Update No. 2014-15 - Presentation of Financial Statements-Going Concern (Subtopic 205-40): Disclosure of Uncertainties about an Entitys Ability to Continue as a Going Concern
The amendments in this Update provide guidance in GAAP about managements responsibility to evaluate whether there is substantial doubt about an entitys ability to continue as a going concern and to provide related footnote disclosures with a view to reducing diversity in the timing and content of footnote disclosures. The update is effective for fiscal years beginning after December 15, 2016, and interim periods within those fiscal years. The Company will review its going concern note to ensure compliance with the amendment for its fiscal year beginning April 1, 2017.
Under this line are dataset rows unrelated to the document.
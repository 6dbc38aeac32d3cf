//! Immutable, joined view of both source tables.

use super::loader::{profiles_from_frame, trades_from_frame, LoaderError};
use super::model::{ClusterId, ProfileTable, TradeRecord, TradeTable};
use polars::prelude::DataFrame;
use std::collections::{HashMap, HashSet};
use tracing::warn;

/// Both tables, loaded once and never mutated afterwards.
#[derive(Debug, Clone)]
pub struct DataSnapshot {
    trades: TradeTable,
    profiles: ProfileTable,
}

impl DataSnapshot {
    /// Left-join `trades` with the `account`/`cluster` pairs of `profiles`.
    pub fn new(mut trades: Vec<TradeRecord>, profiles: ProfileTable) -> Self {
        let clusters = cluster_lookup(&profiles);
        for trade in &mut trades {
            trade.cluster = clusters.get(trade.account.as_str()).cloned().flatten();
        }

        Self {
            trades: TradeTable { rows: trades },
            profiles,
        }
    }

    /// Build a snapshot from already-read frames, validating both schemas.
    pub fn from_frames(trades: &DataFrame, profiles: &DataFrame) -> Result<Self, LoaderError> {
        let trades = trades_from_frame(trades)?;
        let profiles = profiles_from_frame(profiles)?;
        Ok(Self::new(trades, profiles))
    }

    pub fn trades(&self) -> &TradeTable {
        &self.trades
    }

    pub fn profiles(&self) -> &ProfileTable {
        &self.profiles
    }

    /// Distinct sentiment labels in order of first appearance.
    pub fn sentiment_options(&self) -> Vec<String> {
        let mut seen = HashSet::new();
        self.trades
            .rows
            .iter()
            .filter_map(|t| t.classification.as_ref())
            .filter(|c| seen.insert(c.as_str()))
            .cloned()
            .collect()
    }

    /// Distinct profile clusters in order of first appearance.
    pub fn cluster_options(&self) -> Vec<ClusterId> {
        let mut seen = HashSet::new();
        self.profiles
            .rows
            .iter()
            .filter_map(|p| p.cluster.as_ref())
            .filter(|c| seen.insert(*c))
            .cloned()
            .collect()
    }

    /// Whether any trade lacks a sentiment label.
    pub fn has_unlabelled_trades(&self) -> bool {
        self.trades.rows.iter().any(|t| t.classification.is_none())
    }

    /// Whether any profile lacks a cluster id.
    pub fn has_unclustered_profiles(&self) -> bool {
        self.profiles.rows.iter().any(|p| p.cluster.is_none())
    }
}

/// `account -> cluster`, first occurrence wins.
fn cluster_lookup(profiles: &ProfileTable) -> HashMap<&str, Option<ClusterId>> {
    let mut lookup = HashMap::with_capacity(profiles.len());
    let mut duplicates = 0usize;

    for profile in &profiles.rows {
        if lookup.contains_key(profile.account.as_str()) {
            duplicates += 1;
            continue;
        }
        lookup.insert(profile.account.as_str(), profile.cluster.clone());
    }

    if duplicates > 0 {
        warn!(duplicates, "duplicate profile accounts; first occurrence used for the join");
    }
    lookup
}
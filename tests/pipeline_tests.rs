use std::path::PathBuf;
use std::sync::Arc;

use trader_dashboard::data::{ClusterId, DataLoader, DataSnapshot, FilterSelection};
use trader_dashboard::pipeline::{DashboardViews, ViewOptions};

fn snapshot() -> Arc<DataSnapshot> {
    let fixtures = PathBuf::from(env!("CARGO_MANIFEST_DIR")).join("tests/fixtures");
    DataLoader::new(fixtures.join("trades.csv"), fixtures.join("profiles.csv"))
        .load()
        .unwrap()
}

fn close(a: f64, b: f64) -> bool {
    (a - b).abs() < 1e-9
}

#[test]
fn test_full_selection_kpis() {
    let snapshot = snapshot();
    let views = DashboardViews::compute(
        &snapshot,
        &FilterSelection::all(&snapshot),
        &ViewOptions::default(),
    );

    assert_eq!(views.kpis.total_trades, 10);
    assert!(close(views.kpis.total_pnl, 149.0));
    // one trade without a win flag is left out of the average
    assert!(close(views.kpis.overall_win_rate, 600.0 / 9.0));
}

#[test]
fn test_grouped_win_rates() {
    let snapshot = snapshot();
    let views = DashboardViews::compute(
        &snapshot,
        &FilterSelection::all(&snapshot),
        &ViewOptions::default(),
    );

    let sentiments: Vec<(&str, f64)> = views
        .win_rate_by_sentiment
        .iter()
        .map(|g| (g.key.as_str(), g.win_rate))
        .collect();
    assert_eq!(sentiments.len(), 4);
    assert_eq!(sentiments[0], ("Extreme Greed", 100.0));
    assert_eq!(sentiments[1], ("Fear", 50.0));
    assert_eq!(sentiments[2].0, "Greed");
    assert!(close(sentiments[2].1, 200.0 / 3.0));
    assert_eq!(sentiments[3], ("Neutral", 100.0));

    let sides: Vec<(&str, f64)> = views
        .win_rate_by_side
        .iter()
        .map(|g| (g.key.as_str(), g.win_rate))
        .collect();
    assert_eq!(sides, vec![("BUY", 100.0), ("SELL", 25.0)]);
}

#[test]
fn test_size_bins_are_equal_frequency() {
    let snapshot = snapshot();
    let views = DashboardViews::compute(
        &snapshot,
        &FilterSelection::all(&snapshot),
        &ViewOptions::default(),
    );

    let bins = &views.win_rate_by_size;
    assert_eq!(bins.len(), 4);
    assert_eq!(bins[0].label, "[100.00, 300.00]");
    assert_eq!(bins[1].label, "(300.00, 500.00]");
    assert_eq!(
        bins.iter().map(|b| b.trades).collect::<Vec<_>>(),
        vec![3, 2, 2, 2]
    );
    assert!(close(bins[0].win_rate, 200.0 / 3.0));
    assert_eq!(bins[1].win_rate, 50.0);
    assert_eq!(bins[3].win_rate, 100.0);
}

#[test]
fn test_sentiment_filter_leaves_cluster_views_alone() {
    let snapshot = snapshot();
    let selection = FilterSelection::new(["Fear"], snapshot.cluster_options());
    let views = DashboardViews::compute(&snapshot, &selection, &ViewOptions::default());

    assert_eq!(views.kpis.total_trades, 4);
    assert_eq!(views.kpis.overall_win_rate, 50.0);
    assert_eq!(views.filtered_profiles.len(), 7);
    assert_eq!(views.cluster_summary.rows.len(), 4);
}

#[test]
fn test_cluster_filter_leaves_trade_views_alone() {
    let snapshot = snapshot();
    let selection = FilterSelection::new(
        snapshot.sentiment_options(),
        [ClusterId::from(0), ClusterId::from(10)],
    );
    let views = DashboardViews::compute(&snapshot, &selection, &ViewOptions::default());

    assert_eq!(views.kpis.total_trades, 10);
    assert_eq!(views.filtered_profiles.len(), 5);

    let summary = &views.cluster_summary;
    assert_eq!(summary.rows.len(), 2);
    let zero = ClusterId::from(0);
    let ten = ClusterId::from(10);
    assert!(close(summary.mean(&zero, "total_pnl").unwrap(), 160.0 / 3.0));
    assert!(close(summary.mean(&zero, "avg_size").unwrap(), 505.0 / 3.0));
    assert!(close(summary.mean(&ten, "win_rate").unwrap(), 60.0));
    assert_eq!(summary.mean(&ClusterId::from(1), "win_rate"), None);

    // top-N is computed on every profile regardless of the cluster filter
    let accounts: Vec<&str> = views.top_traders.iter().map(|p| p.account.as_str()).collect();
    assert_eq!(accounts, vec!["G", "A", "B", "C", "D", "E", "F"]);
}

#[test]
fn test_heatmap_over_unfiltered_trades() {
    let snapshot = snapshot();
    let selection = FilterSelection::new(["Neutral"], [ClusterId::from(2)]);
    let views = DashboardViews::compute(&snapshot, &selection, &ViewOptions::default());
    let heatmap = &views.heatmap;

    assert_eq!(
        heatmap.clusters,
        vec![
            ClusterId::from(0),
            ClusterId::from(1),
            ClusterId::from(2),
            ClusterId::from(10)
        ]
    );
    assert_eq!(
        heatmap.sentiments,
        vec!["Extreme Greed", "Fear", "Greed", "Neutral"]
    );
    assert_eq!(heatmap.cell(&ClusterId::from(0), "Fear"), Some(50.0));
    assert_eq!(heatmap.cell(&ClusterId::from(1), "Fear"), Some(0.0));
    assert_eq!(heatmap.cell(&ClusterId::from(10), "Greed"), Some(100.0));
    assert_eq!(heatmap.cell(&ClusterId::from(0), "Neutral"), None);
}

#[test]
fn test_empty_selection_yields_empty_views() {
    let snapshot = snapshot();
    let views = DashboardViews::compute(
        &snapshot,
        &FilterSelection::default(),
        &ViewOptions::default(),
    );

    assert_eq!(views.kpis.total_trades, 0);
    assert_eq!(views.kpis.total_pnl, 0.0);
    assert!(views.kpis.overall_win_rate.is_nan());
    assert!(views.win_rate_by_size.is_empty());
    assert!(views.cluster_summary.rows.is_empty());
    assert!(views.scatter.is_empty());
    assert!(!views.heatmap.is_empty());
}

#[test]
fn test_views_export_as_json() {
    let snapshot = snapshot();
    let views = DashboardViews::compute(
        &snapshot,
        &FilterSelection::all(&snapshot),
        &ViewOptions {
            top_n: 1,
            ..ViewOptions::default()
        },
    );
    let json = serde_json::to_value(&views).unwrap();

    assert_eq!(json["kpis"]["total_trades"], 10);
    assert_eq!(json["top_traders"].as_array().unwrap().len(), 4);
    assert_eq!(json["top_traders"][0]["account"], "G");
    assert_eq!(json["top_traders"][0]["cluster"], "0");
    assert_eq!(json["trade_preview"].as_array().unwrap().len(), 10);
}

fn unlabelled_snapshot() -> Arc<DataSnapshot> {
    let fixtures = PathBuf::from(env!("CARGO_MANIFEST_DIR")).join("tests/fixtures");
    DataLoader::new(
        fixtures.join("trades_unlabelled.csv"),
        fixtures.join("profiles_unclustered.csv"),
    )
    .load()
    .unwrap()
}

#[test]
fn test_full_selection_counts_rows_with_missing_values() {
    let snapshot = unlabelled_snapshot();
    let views = DashboardViews::compute(
        &snapshot,
        &FilterSelection::all(&snapshot),
        &ViewOptions::default(),
    );

    assert_eq!(views.kpis.total_trades, 3);
    assert!(close(views.kpis.total_pnl, 60.0));
    assert!(close(views.kpis.overall_win_rate, 200.0 / 3.0));
    assert_eq!(views.trade_preview.len(), 3);
    assert_eq!(views.scatter.len(), 3);
    assert_eq!(
        views.win_rate_by_size.iter().map(|b| b.trades).sum::<usize>(),
        3
    );

    // grouped views still drop the missing key
    let labels: Vec<&str> = views
        .win_rate_by_sentiment
        .iter()
        .map(|g| g.key.as_str())
        .collect();
    assert_eq!(labels, vec!["Fear", "Greed"]);
    let buy = &views.win_rate_by_side[0];
    assert_eq!((buy.key.as_str(), buy.trades, buy.win_rate), ("BUY", 2, 100.0));

    assert_eq!(views.filtered_profiles.len(), 3);
    assert_eq!(views.profile_preview.len(), 3);
    assert_eq!(views.cluster_summary.rows.len(), 2);
}

#[test]
fn test_explicit_labels_exclude_rows_with_missing_values() {
    let snapshot = unlabelled_snapshot();
    let selection = FilterSelection::new(snapshot.sentiment_options(), snapshot.cluster_options());
    let views = DashboardViews::compute(&snapshot, &selection, &ViewOptions::default());

    assert_eq!(views.kpis.total_trades, 2);
    assert!(close(views.kpis.total_pnl, 70.0));
    assert_eq!(views.filtered_profiles.len(), 2);
}
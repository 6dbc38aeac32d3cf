//! CSV Data Loader Module
//! Reads the trade and profile tables with Polars and builds the shared snapshot.

use super::model::{ClusterId, ProfileTable, TradeRecord, TraderProfile};
use super::snapshot::DataSnapshot;
use polars::prelude::*;
use std::path::{Path, PathBuf};
use std::sync::Arc;
use thiserror::Error;
use tracing::{debug, info};

/// Columns the trade table must carry.
pub const TRADE_COLUMNS: [&str; 6] = [
    "account",
    "side",
    "size_usd",
    "closed_pnl",
    "win",
    "classification",
];

/// Columns the profile table must carry.
pub const PROFILE_COLUMNS: [&str; 5] =
    ["account", "cluster", "total_trades", "win_rate", "total_pnl"];

const INFER_SCHEMA_ROWS: usize = 10_000;

#[derive(Error, Debug)]
pub enum LoaderError {
    #[error("data unavailable: {}: {reason}", path.display())]
    DataUnavailable { path: PathBuf, reason: String },
    #[error("schema error in {table} table: {reason}")]
    Schema { table: &'static str, reason: String },
}

impl LoaderError {
    fn schema(table: &'static str, reason: impl Into<String>) -> Self {
        LoaderError::Schema {
            table,
            reason: reason.into(),
        }
    }
}

/// Loads both source tables once and hands out the cached snapshot afterwards.
pub struct DataLoader {
    trades_path: PathBuf,
    profiles_path: PathBuf,
    snapshot: Option<Arc<DataSnapshot>>,
}

impl DataLoader {
    pub fn new(trades_path: impl Into<PathBuf>, profiles_path: impl Into<PathBuf>) -> Self {
        Self {
            trades_path: trades_path.into(),
            profiles_path: profiles_path.into(),
            snapshot: None,
        }
    }

    /// Load and join both tables. Only the first successful call reads the files.
    pub fn load(&mut self) -> Result<Arc<DataSnapshot>, LoaderError> {
        if let Some(snapshot) = &self.snapshot {
            debug!("returning cached snapshot");
            return Ok(Arc::clone(snapshot));
        }

        let trades_df = read_csv(&self.trades_path)?;
        let profiles_df = read_csv(&self.profiles_path)?;
        let snapshot = Arc::new(DataSnapshot::from_frames(&trades_df, &profiles_df)?);

        info!(
            trades = snapshot.trades().len(),
            profiles = snapshot.profiles().len(),
            trades_path = %self.trades_path.display(),
            profiles_path = %self.profiles_path.display(),
            "datasets loaded"
        );

        self.snapshot = Some(Arc::clone(&snapshot));
        Ok(snapshot)
    }

    pub fn is_loaded(&self) -> bool {
        self.snapshot.is_some()
    }
}

/// Read a CSV file; any I/O or parse failure is reported as unavailable data.
pub fn read_csv(path: &Path) -> Result<DataFrame, LoaderError> {
    if !path.is_file() {
        return Err(LoaderError::DataUnavailable {
            path: path.to_path_buf(),
            reason: "file not found".to_string(),
        });
    }

    LazyCsvReader::new(path)
        .with_infer_schema_length(Some(INFER_SCHEMA_ROWS))
        .with_ignore_errors(true)
        .finish()
        .and_then(|lazy| lazy.collect())
        .map_err(|e| LoaderError::DataUnavailable {
            path: path.to_path_buf(),
            reason: e.to_string(),
        })
}

/// Fail with every required column the frame lacks.
pub fn require_columns(
    df: &DataFrame,
    table: &'static str,
    required: &[&str],
) -> Result<(), LoaderError> {
    let present = df.get_column_names();
    let missing: Vec<&str> = required
        .iter()
        .copied()
        .filter(|name| !present.iter().any(|c| c.as_str() == *name))
        .collect();

    if missing.is_empty() {
        Ok(())
    } else {
        Err(LoaderError::schema(
            table,
            format!("missing required column(s): {}", missing.join(", ")),
        ))
    }
}

/// Convert the trade frame into records. `cluster` is left empty for the join.
pub fn trades_from_frame(df: &DataFrame) -> Result<Vec<TradeRecord>, LoaderError> {
    const TABLE: &str = "trades";
    require_columns(df, TABLE, &TRADE_COLUMNS)?;

    let accounts = string_values(df, TABLE, "account")?;
    let sides = string_values(df, TABLE, "side")?;
    let sizes = float_values(df, TABLE, "size_usd")?;
    let pnls = float_values(df, TABLE, "closed_pnl")?;
    let wins = bool_values(df, TABLE, "win")?;
    let classifications = string_values(df, TABLE, "classification")?;

    let rows = (0..df.height())
        .map(|i| TradeRecord {
            account: accounts[i].clone().unwrap_or_default(),
            side: sides[i].clone().unwrap_or_default(),
            size_usd: sizes[i],
            closed_pnl: pnls[i],
            win: wins[i],
            classification: classifications[i].clone(),
            cluster: None,
        })
        .collect();

    Ok(rows)
}

/// Convert the profile frame into a table that keeps every numeric column.
pub fn profiles_from_frame(df: &DataFrame) -> Result<ProfileTable, LoaderError> {
    const TABLE: &str = "profiles";
    require_columns(df, TABLE, &PROFILE_COLUMNS)?;

    let accounts = string_values(df, TABLE, "account")?;
    let clusters = string_values(df, TABLE, "cluster")?;
    let total_trades = float_values(df, TABLE, "total_trades")?;
    let win_rates = float_values(df, TABLE, "win_rate")?;
    let total_pnls = float_values(df, TABLE, "total_pnl")?;

    let feature_columns = numeric_columns(df)
        .into_iter()
        .filter(|name| name != "cluster")
        .collect::<Vec<_>>();
    let features = feature_columns
        .iter()
        .map(|name| float_values(df, TABLE, name))
        .collect::<Result<Vec<_>, _>>()?;

    let rows = (0..df.height())
        .map(|i| TraderProfile {
            account: accounts[i].clone().unwrap_or_default(),
            cluster: clusters[i].as_deref().map(ClusterId::new),
            total_trades: total_trades[i],
            win_rate: win_rates[i],
            total_pnl: total_pnls[i],
            features: features.iter().map(|column| column[i]).collect(),
        })
        .collect();

    Ok(ProfileTable {
        feature_columns,
        rows,
    })
}

/// Names of the numeric (and boolean) columns, in file order.
pub fn numeric_columns(df: &DataFrame) -> Vec<String> {
    df.get_columns()
        .iter()
        .filter(|col| {
            matches!(
                col.dtype(),
                DataType::Float32
                    | DataType::Float64
                    | DataType::Int8
                    | DataType::Int16
                    | DataType::Int32
                    | DataType::Int64
                    | DataType::UInt8
                    | DataType::UInt16
                    | DataType::UInt32
                    | DataType::UInt64
                    | DataType::Boolean
            )
        })
        .map(|col| col.name().to_string())
        .collect()
}

fn column<'a>(
    df: &'a DataFrame,
    table: &'static str,
    name: &str,
) -> Result<&'a Column, LoaderError> {
    df.column(name)
        .map_err(|_| LoaderError::schema(table, format!("missing required column(s): {name}")))
}

/// Text cells, trimmed; empty and null cells become `None`.
fn string_values(
    df: &DataFrame,
    table: &'static str,
    name: &str,
) -> Result<Vec<Option<String>>, LoaderError> {
    let cast = column(df, table, name)?
        .cast(&DataType::String)
        .map_err(|e| LoaderError::schema(table, format!("column {name} is not text: {e}")))?;
    let values = cast
        .str()
        .map_err(|e| LoaderError::schema(table, format!("column {name} is not text: {e}")))?;

    Ok(values
        .into_iter()
        .map(|v| v.map(str::trim).filter(|s| !s.is_empty()).map(str::to_string))
        .collect())
}

/// Numeric cells; null and unparseable cells become NaN.
fn float_values(df: &DataFrame, table: &'static str, name: &str) -> Result<Vec<f64>, LoaderError> {
    let cast = column(df, table, name)?
        .cast(&DataType::Float64)
        .map_err(|e| LoaderError::schema(table, format!("column {name} is not numeric: {e}")))?;
    let values = cast
        .f64()
        .map_err(|e| LoaderError::schema(table, format!("column {name} is not numeric: {e}")))?;

    Ok(values.into_iter().map(|v| v.unwrap_or(f64::NAN)).collect())
}

/// Win flags from 0/1, true/false or their text forms.
fn bool_values(
    df: &DataFrame,
    table: &'static str,
    name: &str,
) -> Result<Vec<Option<bool>>, LoaderError> {
    if column(df, table, name)?.dtype() == &DataType::String {
        return Ok(string_values(df, table, name)?
            .into_iter()
            .map(|v| v.and_then(|s| parse_flag(&s)))
            .collect());
    }

    Ok(float_values(df, table, name)?
        .into_iter()
        .map(|v| if v.is_nan() { None } else { Some(v != 0.0) })
        .collect())
}

fn parse_flag(text: &str) -> Option<bool> {
    match text.to_ascii_lowercase().as_str() {
        "true" | "yes" => Some(true),
        "false" | "no" => Some(false),
        other => other.parse::<f64>().ok().filter(|v| !v.is_nan()).map(|v| v != 0.0),
    }
}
Update No. 2015-03 - Interest-Imputation of Interest (Subtopic 835-30): Simplifying the Presentation of Debt Issuance Costs
The amendment changes the presentation of debt issuance costs in financial statements. Under the new guidance, an entity presents such costs in the balance sheet as a direct deduction from the related debt liability rather than as an asset. Amortization of the costs is reported as interest expense. This guidance is effective beginning in the first quarter of fiscal year 2017 and early adoption is permitted in an interim period with any adjustments reflected as of the beginning of the fiscal year that includes that interim period. The Company does not believe the guidance will result in a material impact to its financial statements.
ZD Ventures Corporation
Six months ended September 30, 2016
NOTES TO UNAUDITED CONDENSED FINANCIAL STATEMENTS
Update 2015-17 - Income Taxes (Topic 740): Balance Sheet Classification of Deferred Taxes
The amendment will require entities to present all deferred tax liabilities and assets as noncurrent on the balance sheet instead of separating deferred taxes into current and noncurrent amounts. The standard is effective for annual reporting periods beginning after December 15, 2016, and interim periods within those annual periods. Early application is permitted. The standard can be applied either prospectively to all deferred tax liabilities and assets or retrospectively to all periods presented. This ASU is not anticipated to have a material impact on the Company's financial statements and notes to the financial statements.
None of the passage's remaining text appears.